▶ [Source data]:
//! Tracing subscriber setup

use crate::config::LoggingConfig;
use crate::error::{LedgerError, Result};
use tracing_subscriber::{fmt, prelude::*, EnvFilter};

/// Install the global subscriber. `RUST_LOG` takes precedence over
/// `logging.level`.
pub fn init_tracing(config: &LoggingConfig) -> Result<()> {
    let filter = match EnvFilter::try_from_default_env() {
        Ok(filter) => filter,
        Err(_) => EnvFilter::try_new(&config.level)
            .map_err(|e| LedgerError::Config(format!("invalid logging.level: {}", e)))?,
    };

    let installed = if config.json {
        tracing_subscriber::registry()
            .with(filter)
            .with(fmt::layer().json().with_current_span(false))
            .try_init()
    } else {
        tracing_subscriber::registry()
            .with(filter)
            .with(fmt::layer())
            .try_init()
    };

    installed.map_err(|e| LedgerError::Config(format!("tracing already initialized: {}", e)))
}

▶ [Your objective]: Read each line of the material, and wherever the word "crate" turns up, copy that line.

▶ [Answer box]:
use crate::config::LoggingConfig;
use crate::error::{LedgerError, Result};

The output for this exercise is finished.